//! Structural comparison of two JSON trees.
//!
//! The comparator walks the actual and expected trees in lock-step and stops
//! at the first divergence, depth-first in expected member order. The result
//! is either `None` (the trees satisfy the requested [`ComparisonMode`]) or a
//! single [`Difference`] naming the location and nature of the mismatch.
//!
//! ```
//! use jsoneq_core::{compare_equivalence, compare_subtree, Node};
//!
//! fn main() -> Result<(), Box<dyn std::error::Error>> {
//!     let actual = Node::from_json_str(r#"{"tree":{"branches":5,"leaves":10}}"#)?;
//!     let expected = Node::from_json_str(r#"{"tree":{"leaves":10}}"#)?;
//!
//!     let diff = compare_equivalence(Some(&actual), Some(&expected))?.expect("extra member");
//!     assert_eq!(diff.to_string(), "has extra property $.tree.branches");
//!
//!     assert!(compare_subtree(Some(&actual), Some(&expected))?.is_none());
//!     Ok(())
//! }
//! ```

mod array;
mod object;
mod path;
mod primitives;

pub use path::{Path, PathSegment};

use std::fmt;

use serde::{Deserialize, Serialize};
use tracing::{debug, trace};

use crate::{CompareError, CompareOptions, ComparisonMode, Node, NodeKind};

/// What went wrong at a [`Difference`]'s location.
#[derive(Clone, Debug, PartialEq, Eq, Serialize, Deserialize)]
#[serde(tag = "kind", rename_all = "snake_case")]
pub enum DifferenceKind {
    /// The actual document is absent while an expected one exists.
    ActualIsNull,
    /// The expected document is absent while an actual one exists.
    ExpectedIsNull,
    /// The nodes are of different kinds.
    OtherType {
        /// Kind found in the actual tree.
        actual: NodeKind,
        /// Kind found in the expected tree.
        expected: NodeKind,
    },
    /// Two properties carry different names.
    OtherName,
    /// Two scalars of the same kind hold different values.
    OtherValue,
    /// Two arrays have different lengths.
    DifferentLength {
        /// Number of actual elements.
        actual: usize,
        /// Number of expected elements.
        expected: usize,
    },
    /// An expected object member is missing from the actual object.
    ActualMissesProperty,
    /// The actual object has a member the expected object does not.
    ExpectedMissesProperty,
    /// No actual array element matches an expected one.
    ActualMissesElement,
    /// A matching actual element exists, but before an earlier match.
    WrongOrder,
}

/// The first point of divergence between two trees.
///
/// `Display` renders the message fragment used after `JSON document`.
///
/// ```
/// # use jsoneq_core::{Difference, DifferenceKind, Path};
/// let diff = Difference::new(DifferenceKind::WrongOrder, Path::root().key("items").index(2));
/// assert_eq!(diff.to_string(), "has expected element $.items[2] in the wrong order");
/// ```
#[derive(Clone, Debug, PartialEq, Eq, Serialize, Deserialize)]
pub struct Difference {
    kind: DifferenceKind,
    path: Path,
}

impl Difference {
    /// Creates a difference at the given location.
    #[must_use]
    pub fn new(kind: DifferenceKind, path: Path) -> Self {
        Self { kind, path }
    }

    /// The nature of the mismatch.
    #[must_use]
    pub fn kind(&self) -> &DifferenceKind {
        &self.kind
    }

    /// Where the mismatch was found.
    #[must_use]
    pub fn path(&self) -> &Path {
        &self.path
    }
}

impl fmt::Display for Difference {
    fn fmt(&self, f: &mut fmt::Formatter<'_>) -> fmt::Result {
        let path = &self.path;
        match &self.kind {
            DifferenceKind::ActualIsNull => f.write_str("is null"),
            DifferenceKind::ExpectedIsNull => f.write_str("is not null"),
            DifferenceKind::OtherType { actual, expected } => {
                write!(f, "has {actual} instead of {expected} at {path}")
            }
            DifferenceKind::OtherName => write!(f, "has a different name at {path}"),
            DifferenceKind::OtherValue => write!(f, "has a different value at {path}"),
            DifferenceKind::DifferentLength { actual, expected } => {
                write!(f, "has {actual} elements instead of {expected} at {path}")
            }
            DifferenceKind::ActualMissesProperty => write!(f, "misses property {path}"),
            DifferenceKind::ExpectedMissesProperty => write!(f, "has extra property {path}"),
            DifferenceKind::ActualMissesElement => write!(f, "misses expected element {path}"),
            DifferenceKind::WrongOrder => {
                write!(f, "has expected element {path} in the wrong order")
            }
        }
    }
}

type Outcome = Result<Option<Difference>, CompareError>;

/// Compares two optional trees under the given options.
///
/// `None` stands for an absent document, which is distinct from a present
/// [`Node::Null`].
///
/// ```
/// # use jsoneq_core::{compare, CompareOptions, Node};
/// let expected = Node::from_json_str("{\"id\":2}")?;
/// let diff = compare(None, Some(&expected), &CompareOptions::default())?.unwrap();
/// assert_eq!(diff.to_string(), "is null");
/// # Ok::<(), Box<dyn std::error::Error>>(())
/// ```
pub fn compare(actual: Option<&Node>, expected: Option<&Node>, options: &CompareOptions) -> Outcome {
    let root = Path::root();
    let outcome = match (actual, expected) {
        (None, None) => None,
        (None, Some(_)) => Some(Difference::new(DifferenceKind::ActualIsNull, root)),
        (Some(_), None) => Some(Difference::new(DifferenceKind::ExpectedIsNull, root)),
        (Some(actual), Some(expected)) => compare_impl(actual, expected, &root, 0, options)?,
    };
    match &outcome {
        Some(difference) => {
            debug!(mode = %options.mode(), %difference, "documents differ");
        }
        None => debug!(mode = %options.mode(), "documents match"),
    }
    Ok(outcome)
}

/// Checks that both trees are equivalent, ignoring object member order.
pub fn compare_equivalence(actual: Option<&Node>, expected: Option<&Node>) -> Outcome {
    compare(actual, expected, &CompareOptions::equivalence())
}

/// Checks that `expected` is contained in `actual`.
///
/// ```
/// # use jsoneq_core::{compare_subtree, Node};
/// let actual = Node::from_json_str(r#"{"items":[{"id":1},{"id":2},{"id":3}]}"#)?;
/// let expected = Node::from_json_str(r#"{"items":[{"id":3},{"id":1}]}"#)?;
/// let diff = compare_subtree(Some(&actual), Some(&expected))?.unwrap();
/// assert_eq!(diff.to_string(), "has expected element $.items[1] in the wrong order");
/// # Ok::<(), Box<dyn std::error::Error>>(())
/// ```
pub fn compare_subtree(actual: Option<&Node>, expected: Option<&Node>) -> Outcome {
    compare(actual, expected, &CompareOptions::subtree())
}

pub(super) fn compare_impl(
    actual: &Node,
    expected: &Node,
    path: &Path,
    depth: usize,
    options: &CompareOptions,
) -> Outcome {
    if depth > options.max_depth() {
        return Err(CompareError::DepthExceeded { path: path.clone(), limit: options.max_depth() });
    }

    let (actual_kind, expected_kind) = (actual.kind(), expected.kind());
    if actual_kind != expected_kind {
        trace!(%path, %actual_kind, %expected_kind, "kind mismatch");
        let kind = DifferenceKind::OtherType { actual: actual_kind, expected: expected_kind };
        return Ok(Some(Difference::new(kind, path.clone())));
    }

    match (actual, expected) {
        (Node::Object(left), Node::Object(right)) => {
            object::compare_objects(left, right, path, depth, options)
        }
        (Node::Property(left), Node::Property(right)) => {
            object::compare_properties(left, right, path, depth, options)
        }
        (Node::Array(left), Node::Array(right)) => match options.mode() {
            ComparisonMode::Equivalence => array::compare_lists(left, right, path, depth, options),
            ComparisonMode::Subtree => {
                array::compare_subsequence(left, right, path, depth, options)
            }
        },
        _ => Ok(primitives::compare_scalars(actual, expected, path)),
    }
}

#### [Exercise goal]
Write the entire listing out again, word for word.

#### [Answer space]
//! Structural comparison of two JSON trees.
//!
//! The comparator walks the actual and expected trees in lock-step and stops
//! at the first divergence, depth-first in expected member order. The result
//! is either `None` (the trees satisfy the requested [`ComparisonMode`]) or a
//! single [`Difference`] naming the location and nature of the mismatch.
//!
//! ```
//! use jsoneq_core::{compare_equivalence, compare_subtree, Node};
//!
//! fn main() -> Result<(), Box<dyn std::error::Error>> {
//!     let actual = Node::from_json_str(r#"{"tree":{"branches":5,"leaves":10}}"#)?;
//!     let expected = Node::from_json_str(r#"{"tree":{"leaves":10}}"#)?;
//!
//!     let diff = compare_equivalence(Some(&actual), Some(&expected))?.expect("extra member");
//!     assert_eq!(diff.to_string(), "has extra property $.tree.branches");
//!
//!     assert!(compare_subtree(Some(&actual), Some(&expected))?.is_none());
//!     Ok(())
//! }
//! ```

mod array;
mod object;
mod path;
mod primitives;

pub use path::{Path, PathSegment};

use std::fmt;

use serde::{Deserialize, Serialize};
use tracing::{debug, trace};

use crate::{CompareError, CompareOptions, ComparisonMode, Node, NodeKind};

/// What went wrong at a [`Difference`]'s location.
#[derive(Clone, Debug, PartialEq, Eq, Serialize, Deserialize)]
#[serde(tag = "kind", rename_all = "snake_case")]
pub enum DifferenceKind {
    /// The actual document is absent while an expected one exists.
    ActualIsNull,
    /// The expected document is absent while an actual one exists.
    ExpectedIsNull,
    /// The nodes are of different kinds.
    OtherType {
        /// Kind found in the actual tree.
        actual: NodeKind,
        /// Kind found in the expected tree.
        expected: NodeKind,
    },
    /// Two properties carry different names.
    OtherName,
    /// Two scalars of the same kind hold different values.
    OtherValue,
    /// Two arrays have different lengths.
    DifferentLength {
        /// Number of actual elements.
        actual: usize,
        /// Number of expected elements.
        expected: usize,
    },
    /// An expected object member is missing from the actual object.
    ActualMissesProperty,
    /// The actual object has a member the expected object does not.
    ExpectedMissesProperty,
    /// No actual array element matches an expected one.
    ActualMissesElement,
    /// A matching actual element exists, but before an earlier match.
    WrongOrder,
}

/// The first point of divergence between two trees.
///
/// `Display` renders the message fragment used after `JSON document`.
///
/// ```
/// # use jsoneq_core::{Difference, DifferenceKind, Path};
/// let diff = Difference::new(DifferenceKind::WrongOrder, Path::root().key("items").index(2));
/// assert_eq!(diff.to_string(), "has expected element $.items[2] in the wrong order");
/// ```
#[derive(Clone, Debug, PartialEq, Eq, Serialize, Deserialize)]
pub struct Difference {
    kind: DifferenceKind,
    path: Path,
}

impl Difference {
    /// Creates a difference at the given location.
    #[must_use]
    pub fn new(kind: DifferenceKind, path: Path) -> Self {
        Self { kind, path }
    }

    /// The nature of the mismatch.
    #[must_use]
    pub fn kind(&self) -> &DifferenceKind {
        &self.kind
    }

    /// Where the mismatch was found.
    #[must_use]
    pub fn path(&self) -> &Path {
        &self.path
    }
}

impl fmt::Display for Difference {
    fn fmt(&self, f: &mut fmt::Formatter<'_>) -> fmt::Result {
        let path = &self.path;
        match &self.kind {
            DifferenceKind::ActualIsNull => f.write_str("is null"),
            DifferenceKind::ExpectedIsNull => f.write_str("is not null"),
            DifferenceKind::OtherType { actual, expected } => {
                write!(f, "has {actual} instead of {expected} at {path}")
            }
            DifferenceKind::OtherName => write!(f, "has a different name at {path}"),
            DifferenceKind::OtherValue => write!(f, "has a different value at {path}"),
            DifferenceKind::DifferentLength { actual, expected } => {
                write!(f, "has {actual} elements instead of {expected} at {path}")
            }
            DifferenceKind::ActualMissesProperty => write!(f, "misses property {path}"),
            DifferenceKind::ExpectedMissesProperty => write!(f, "has extra property {path}"),
            DifferenceKind::ActualMissesElement => write!(f, "misses expected element {path}"),
            DifferenceKind::WrongOrder => {
                write!(f, "has expected element {path} in the wrong order")
            }
        }
    }
}

type Outcome = Result<Option<Difference>, CompareError>;

/// Compares two optional trees under the given options.
///
/// `None` stands for an absent document, which is distinct from a present
/// [`Node::Null`].
///
/// ```
/// # use jsoneq_core::{compare, CompareOptions, Node};
/// let expected = Node::from_json_str("{\"id\":2}")?;
/// let diff = compare(None, Some(&expected), &CompareOptions::default())?.unwrap();
/// assert_eq!(diff.to_string(), "is null");
/// # Ok::<(), Box<dyn std::error::Error>>(())
/// ```
pub fn compare(actual: Option<&Node>, expected: Option<&Node>, options: &CompareOptions) -> Outcome {
    let root = Path::root();
    let outcome = match (actual, expected) {
        (None, None) => None,
        (None, Some(_)) => Some(Difference::new(DifferenceKind::ActualIsNull, root)),
        (Some(_), None) => Some(Difference::new(DifferenceKind::ExpectedIsNull, root)),
        (Some(actual), Some(expected)) => compare_impl(actual, expected, &root, 0, options)?,
    };
    match &outcome {
        Some(difference) => {
            debug!(mode = %options.mode(), %difference, "documents differ");
        }
        None => debug!(mode = %options.mode(), "documents match"),
    }
    Ok(outcome)
}

/// Checks that both trees are equivalent, ignoring object member order.
pub fn compare_equivalence(actual: Option<&Node>, expected: Option<&Node>) -> Outcome {
    compare(actual, expected, &CompareOptions::equivalence())
}

/// Checks that `expected` is contained in `actual`.
///
/// ```
/// # use jsoneq_core::{compare_subtree, Node};
/// let actual = Node::from_json_str(r#"{"items":[{"id":1},{"id":2},{"id":3}]}"#)?;
/// let expected = Node::from_json_str(r#"{"items":[{"id":3},{"id":1}]}"#)?;
/// let diff = compare_subtree(Some(&actual), Some(&expected))?.unwrap();
/// assert_eq!(diff.to_string(), "has expected element $.items[1] in the wrong order");
/// # Ok::<(), Box<dyn std::error::Error>>(())
/// ```
pub fn compare_subtree(actual: Option<&Node>, expected: Option<&Node>) -> Outcome {
    compare(actual, expected, &CompareOptions::subtree())
}

pub(super) fn compare_impl(
    actual: &Node,
    expected: &Node,
    path: &Path,
    depth: usize,
    options: &CompareOptions,
) -> Outcome {
    if depth > options.max_depth() {
        return Err(CompareError::DepthExceeded { path: path.clone(), limit: options.max_depth() });
    }

    let (actual_kind, expected_kind) = (actual.kind(), expected.kind());
    if actual_kind != expected_kind {
        trace!(%path, %actual_kind, %expected_kind, "kind mismatch");
        let kind = DifferenceKind::OtherType { actual: actual_kind, expected: expected_kind };
        return Ok(Some(Difference::new(kind, path.clone())));
    }

    match (actual, expected) {
        (Node::Object(left), Node::Object(right)) => {
            object::compare_objects(left, right, path, depth, options)
        }
        (Node::Property(left), Node::Property(right)) => {
            object::compare_properties(left, right, path, depth, options)
        }
        (Node::Array(left), Node::Array(right)) => match options.mode() {
            ComparisonMode::Equivalence => array::compare_lists(left, right, path, depth, options),
            ComparisonMode::Subtree => {
                array::compare_subsequence(left, right, path, depth, options)
            }
        },
        _ => Ok(primitives::compare_scalars(actual, expected, path)),
    }
}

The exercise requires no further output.